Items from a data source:

━━━━━━━━━━━━━━━━━━━━

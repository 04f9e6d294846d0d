mod common;

use bytes::Bytes;
use common::{FakeClient, FakeResponse, create_test_span};
use flare_core::Span;
use flare_http::{HttpError, HttpResponse, TracedResponse};
use std::sync::Arc;
use std::sync::atomic::{AtomicBool, Ordering};
use std::time::Duration;

fn create_traced(status: u16, body: &str) -> (Arc<FakeResponse>, TracedResponse, Span) {
    let client = FakeClient::new();
    let fake = Arc::new(FakeResponse::new(status, body));
    let span = create_test_span();
    let traced = TracedResponse::new(client, fake.clone(), Some(span.clone()));
    (fake, traced, span)
}

#[tokio::test]
async fn test_content_finishes_span_and_returns_body() {
    let (_fake, traced, span) = create_traced(200, "hello");
    assert!(!span.is_finished());

    let body = traced.content(true).await.unwrap();

    assert_eq!(body, Bytes::from("hello"));
    assert!(span.is_finished());
}

#[tokio::test]
async fn test_span_finishes_once_across_content_then_cancel() {
    let (_fake, traced, span) = create_traced(200, "hello");

    traced.content(true).await.unwrap();
    let finished_at = span.finished_at().unwrap();

    tokio::time::sleep(Duration::from_millis(2)).await;
    traced.cancel().await;

    assert_eq!(span.finished_at(), Some(finished_at));
}

#[tokio::test]
async fn test_server_error_classified_after_finish() {
    let (_fake, traced, span) = create_traced(500, "boom");

    let result = traced.content(true).await;

    assert!(matches!(result, Err(HttpError::Server { .. })));
    assert!(span.is_finished());
}

#[tokio::test]
async fn test_status_above_599_classified_as_server_error() {
    let (_fake, traced, span) = create_traced(600, "overloaded");

    let result = traced.content(true).await;

    assert!(matches!(result, Err(HttpError::Server { .. })));
    assert!(span.is_finished());
}

#[tokio::test]
async fn test_client_error_classified() {
    let (_fake, traced, span) = create_traced(404, "missing");

    let result = traced.content(true).await;

    assert!(matches!(result, Err(HttpError::Client { .. })));
    assert!(span.is_finished());
}

#[tokio::test]
async fn test_redirection_classified() {
    let (_fake, traced, span) = create_traced(302, "");

    let result = traced.content(true).await;

    assert!(matches!(result, Err(HttpError::Redirection { .. })));
    assert!(span.is_finished());
}

#[tokio::test]
async fn test_success_status_passes_check() {
    let (_fake, traced, _span) = create_traced(204, "");
    assert!(traced.content(true).await.is_ok());
}

#[tokio::test]
async fn test_error_status_without_check_returns_body() {
    let (_fake, traced, span) = create_traced(500, "boom");

    let body = traced.content(false).await.unwrap();

    assert_eq!(body, Bytes::from("boom"));
    assert!(span.is_finished());
}

#[tokio::test]
async fn test_json_decodes_and_finishes() {
    let (_fake, traced, span) = create_traced(200, r#"{"ready":true}"#);

    let value = traced.json(true).await.unwrap();

    assert_eq!(value["ready"], serde_json::Value::Bool(true));
    assert!(span.is_finished());
}

#[tokio::test]
async fn test_json_decode_error_still_finishes() {
    let (_fake, traced, span) = create_traced(200, "not json");

    let result = traced.json(true).await;

    assert!(matches!(result, Err(HttpError::Decode(_))));
    assert!(span.is_finished());
}

#[tokio::test]
async fn test_cancel_finishes_span_before_inner_cancel() {
    let (fake, traced, span) = create_traced(200, "hello");

    let finished_when_cancelled = Arc::new(AtomicBool::new(false));
    let observed = finished_when_cancelled.clone();
    let watched = span.clone();
    fake.set_cancel_hook(move || {
        observed.store(watched.is_finished(), Ordering::SeqCst);
    });

    traced.cancel().await;

    assert!(fake.was_cancelled());
    assert!(finished_when_cancelled.load(Ordering::SeqCst));
}

#[tokio::test]
async fn test_drop_finishes_span() {
    let (_fake, traced, span) = create_traced(200, "hello");

    drop(traced);

    assert!(span.is_finished());
    assert_eq!(span.tag("http.response.status_code"), Some("200".to_string()));
}

#[tokio::test]
async fn test_response_without_span_passes_through() {
    let client = FakeClient::new();
    let fake = Arc::new(FakeResponse::new(200, "hello"));
    let traced = TracedResponse::new(client, fake, None);

    assert!(traced.span().is_none());
    assert_eq!(traced.content(true).await.unwrap(), Bytes::from("hello"));
}

#[tokio::test]
async fn test_status_tag_recorded_on_finish() {
    let (_fake, traced, span) = create_traced(503, "try later");

    let _ = traced.content(true).await;

    assert_eq!(span.tag("http.response.status_code"), Some("503".to_string()));
}

#[test]
fn test_serialization_is_refused_both_ways() {
    let client = FakeClient::new();
    let fake = Arc::new(FakeResponse::new(200, "hello"));
    let traced = TracedResponse::new(client, fake, None);

    let serialize_error = serde_json::to_string(&traced).unwrap_err();
    assert!(serialize_error.to_string().contains("cannot be serialized"));

    let deserialize_error = serde_json::from_str::<TracedResponse>("{}").unwrap_err();
    assert!(deserialize_error.to_string().contains("cannot be deserialized"));
}

#[tokio::test]
async fn test_delegates_identity_to_inner() {
    let client = FakeClient::new();
    let fake = Arc::new(FakeResponse::new(201, "made"));
    let traced = TracedResponse::new(client, fake.clone(), None);

    assert_eq!(traced.id(), fake.id());
    assert_eq!(traced.status().as_u16(), 201);
    assert!(traced.headers().is_empty());
}
//! Worker lifecycle events.
//!
//! Transports emit one [`LifecycleEvent`] per stage of handling a message:
//! [`ReceivedEvent`] when the envelope is picked up, then exactly one of
//! [`HandledEvent`] or [`FailedEvent`].

use crate::envelope::Envelope;
use std::error::Error;
use std::slice;

/// Boxed error as handlers return it.
pub type BoxError = Box<dyn Error + Send + Sync>;

/// What went wrong while handling a message.
///
/// Buses running several handlers for one message report every handler error
/// from the run as [`Composite`](HandlerFailure::Composite); a single failing
/// handler reports [`Single`](HandlerFailure::Single). The variant is part of
/// the contract so consumers never need to probe for a wrapper error type.
#[derive(Debug)]
pub enum HandlerFailure {
    /// One handler failed.
    Single(BoxError),
    /// Several handlers failed during the same run.
    Composite(Vec<BoxError>),
}

impl HandlerFailure {
    /// Iterates over every underlying handler error.
    ///
    /// Yields one error for [`Single`](Self::Single) and each collected error
    /// in order for [`Composite`](Self::Composite).
    pub fn causes(&self) -> impl Iterator<Item = &(dyn Error + 'static)> {
        fn as_dyn(error: &BoxError) -> &(dyn Error + 'static) {
            error.as_ref()
        }

        let errors = match self {
            Self::Single(error) => slice::from_ref(error),
            Self::Composite(errors) => errors.as_slice(),
        };
        errors.iter().map(as_dyn)
    }
}

impl<E: Error + Send + Sync + 'static> From<E> for HandlerFailure {
    fn from(error: E) -> Self {
        Self::Single(Box::new(error))
    }
}

/// An envelope was received from a transport and is about to be handled.
#[derive(Debug)]
pub struct ReceivedEvent {
    /// The received envelope.
    pub envelope: Envelope,
    /// Name of the receiver the envelope came in through.
    pub receiver_name: String,
}

/// An envelope was handled successfully.
#[derive(Debug)]
pub struct HandledEvent {
    /// The handled envelope.
    pub envelope: Envelope,
    /// Name of the receiver the envelope came in through.
    pub receiver_name: String,
}

/// Handling an envelope failed.
#[derive(Debug)]
pub struct FailedEvent {
    /// The envelope that failed.
    pub envelope: Envelope,
    /// Name of the receiver the envelope came in through.
    pub receiver_name: String,
    /// The handler error or errors.
    pub failure: HandlerFailure,
    /// Whether the transport will redeliver the envelope.
    pub will_retry: bool,
}

/// The stages of handling one envelope.
#[derive(Debug)]
pub enum LifecycleEvent {
    /// Envelope received, handling starts.
    Received(ReceivedEvent),
    /// Handling succeeded.
    Handled(HandledEvent),
    /// Handling failed.
    Failed(FailedEvent),
}

#[cfg(test)]
mod tests {
    use super::*;
    use std::fmt;

    #[derive(Debug)]
    struct HandlerError(&'static str);

    impl fmt::Display for HandlerError {
        fn fmt(&self, f: &mut fmt::Formatter<'_>) -> fmt::Result {
            write!(f, "{}", self.0)
        }
    }

    impl Error for HandlerError {}

    #[test]
    fn test_single_yields_one_cause() {
        let failure = HandlerFailure::from(HandlerError("invalid order total"));

        let messages: Vec<_> = failure.causes().map(|cause| cause.to_string()).collect();
        assert_eq!(messages, ["invalid order total"]);
    }

    #[test]
    fn test_composite_yields_causes_in_order() {
        let failure = HandlerFailure::Composite(vec![
            Box::new(HandlerError("invalid order total")),
            Box::new(HandlerError("inventory lookup failed")),
        ]);

        let messages: Vec<_> = failure.causes().map(|cause| cause.to_string()).collect();
        assert_eq!(messages, ["invalid order total", "inventory lookup failed"]);
    }

    #[test]
    fn test_empty_composite_yields_nothing() {
        let failure = HandlerFailure::Composite(Vec::new());
        assert_eq!(failure.causes().count(), 0);
    }
}
//! Shared fakes for the traced HTTP tests.

#![allow(dead_code)]

use async_trait::async_trait;
use bytes::Bytes;
use flare_core::{Hub, Span, TransactionContext};
use flare_http::{
    Chunk, ChunkStream, HttpClient, HttpError, HttpRequest, HttpResponse, ResponseId,
};
use futures_util::stream;
use http::{HeaderMap, StatusCode};
use std::collections::{HashSet, VecDeque};
use std::sync::atomic::{AtomicBool, AtomicUsize, Ordering};
use std::sync::{Arc, Mutex};
use std::time::Duration;

/// In-memory response with a scripted status and body.
pub struct FakeResponse {
    id: ResponseId,
    status: StatusCode,
    headers: HeaderMap,
    body: Bytes,
    cancelled: AtomicBool,
    on_cancel: Mutex<Option<Box<dyn Fn() + Send + Sync>>>,
}

impl FakeResponse {
    pub fn new(status: u16, body: &str) -> Self {
        Self {
            id: ResponseId::new(),
            status: StatusCode::from_u16(status).unwrap(),
            headers: HeaderMap::new(),
            body: Bytes::copy_from_slice(body.as_bytes()),
            cancelled: AtomicBool::new(false),
            on_cancel: Mutex::new(None),
        }
    }

    /// Installs a hook that runs at the start of `cancel`.
    pub fn set_cancel_hook(&self, hook: impl Fn() + Send + Sync + 'static) {
        *self.on_cancel.lock().unwrap() = Some(Box::new(hook));
    }

    pub fn was_cancelled(&self) -> bool {
        self.cancelled.load(Ordering::SeqCst)
    }
}

#[async_trait]
impl HttpResponse for FakeResponse {
    fn id(&self) -> ResponseId {
        self.id
    }

    fn status(&self) -> StatusCode {
        self.status
    }

    fn headers(&self) -> &HeaderMap {
        &self.headers
    }

    // Status classification is the wrapper's job; the fake hands the body
    // back regardless of the flag.
    async fn content(&self, _check_status: bool) -> Result<Bytes, HttpError> {
        Ok(self.body.clone())
    }

    async fn json(&self, _check_status: bool) -> Result<serde_json::Value, HttpError> {
        Ok(serde_json::from_slice(&self.body)?)
    }

    async fn cancel(&self) {
        if let Some(hook) = self.on_cancel.lock().unwrap().as_ref() {
            hook();
        }
        self.cancelled.store(true, Ordering::SeqCst);
    }
}

/// Client returning queued responses and a scripted chunk sequence.
#[derive(Default)]
pub struct FakeClient {
    responses: Mutex<VecDeque<Arc<FakeResponse>>>,
    chunks: Mutex<Vec<(ResponseId, Chunk)>>,
    stream_calls: AtomicUsize,
    failing: AtomicBool,
}

impl FakeClient {
    pub fn new() -> Arc<Self> {
        Arc::new(Self::default())
    }

    /// Queues a response; requests hand queued responses out in order.
    pub fn push_response(&self, response: Arc<FakeResponse>) {
        self.responses.lock().unwrap().push_back(response);
    }

    /// Scripts the chunk sequence `stream` plays back.
    pub fn script_chunks(&self, chunks: Vec<(ResponseId, Chunk)>) {
        *self.chunks.lock().unwrap() = chunks;
    }

    /// Makes all subsequent requests fail at the transport level.
    pub fn fail_requests(&self) {
        self.failing.store(true, Ordering::SeqCst);
    }

    /// How many times `stream` was called.
    pub fn stream_calls(&self) -> usize {
        self.stream_calls.load(Ordering::SeqCst)
    }
}

#[async_trait]
impl HttpClient for FakeClient {
    async fn request(&self, _request: HttpRequest) -> Result<Arc<dyn HttpResponse>, HttpError> {
        if self.failing.load(Ordering::SeqCst) {
            return Err(HttpError::transport("connection refused"));
        }
        let next = self.responses.lock().unwrap().pop_front();
        let response: Arc<dyn HttpResponse> = match next {
            Some(response) => response,
            None => Arc::new(FakeResponse::new(200, "ok")),
        };
        Ok(response)
    }

    fn stream(
        &self,
        responses: Vec<Arc<dyn HttpResponse>>,
        _timeout: Option<Duration>,
    ) -> Result<ChunkStream, HttpError> {
        self.stream_calls.fetch_add(1, Ordering::SeqCst);

        let requested: HashSet<ResponseId> =
            responses.iter().map(|response| response.id()).collect();
        let chunks: Vec<(ResponseId, Chunk)> = self
            .chunks
            .lock()
            .unwrap()
            .iter()
            .filter(|(id, _)| requested.contains(id))
            .cloned()
            .collect();

        let stream: ChunkStream = Box::pin(stream::iter(chunks));
        Ok(stream)
    }
}

pub fn create_test_hub() -> Arc<Hub> {
    Arc::new(Hub::without_client())
}

pub fn create_hub_with_transaction() -> (Arc<Hub>, Span) {
    let hub = create_test_hub();
    let transaction =
        hub.start_transaction(TransactionContext::new("worker", "messenger.handle"));
    hub.set_span(Some(transaction.clone()));
    (hub, transaction)
}

pub fn create_test_span() -> Span {
    let hub = Hub::without_client();
    hub.start_transaction(TransactionContext::new("worker", "messenger.handle"))
}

━━━━━━━━━━━━━━━━━━━━

▶ **ABOUT THIS TASK**
Begin with the first line of the data above and, please, print each line exactly until you have printed the line containing "let finished_at = span.finished_at().unwrap();"; print nothing else.

▶ **ANSWER AREA**
repository 04f9e6d294846d0d
mod common;

use bytes::Bytes;
use common::{FakeClient, FakeResponse, create_test_span};
use flare_core::Span;
use flare_http::{HttpError, HttpResponse, TracedResponse};
use std::sync::Arc;
use std::sync::atomic::{AtomicBool, Ordering};
use std::time::Duration;

fn create_traced(status: u16, body: &str) -> (Arc<FakeResponse>, TracedResponse, Span) {
    let client = FakeClient::new();
    let fake = Arc::new(FakeResponse::new(status, body));
    let span = create_test_span();
    let traced = TracedResponse::new(client, fake.clone(), Some(span.clone()));
    (fake, traced, span)
}

#[tokio::test]
async fn test_content_finishes_span_and_returns_body() {
    let (_fake, traced, span) = create_traced(200, "hello");
    assert!(!span.is_finished());

    let body = traced.content(true).await.unwrap();

    assert_eq!(body, Bytes::from("hello"));
    assert!(span.is_finished());
}

#[tokio::test]
async fn test_span_finishes_once_across_content_then_cancel() {
    let (_fake, traced, span) = create_traced(200, "hello");

    traced.content(true).await.unwrap();
    let finished_at = span.finished_at().unwrap();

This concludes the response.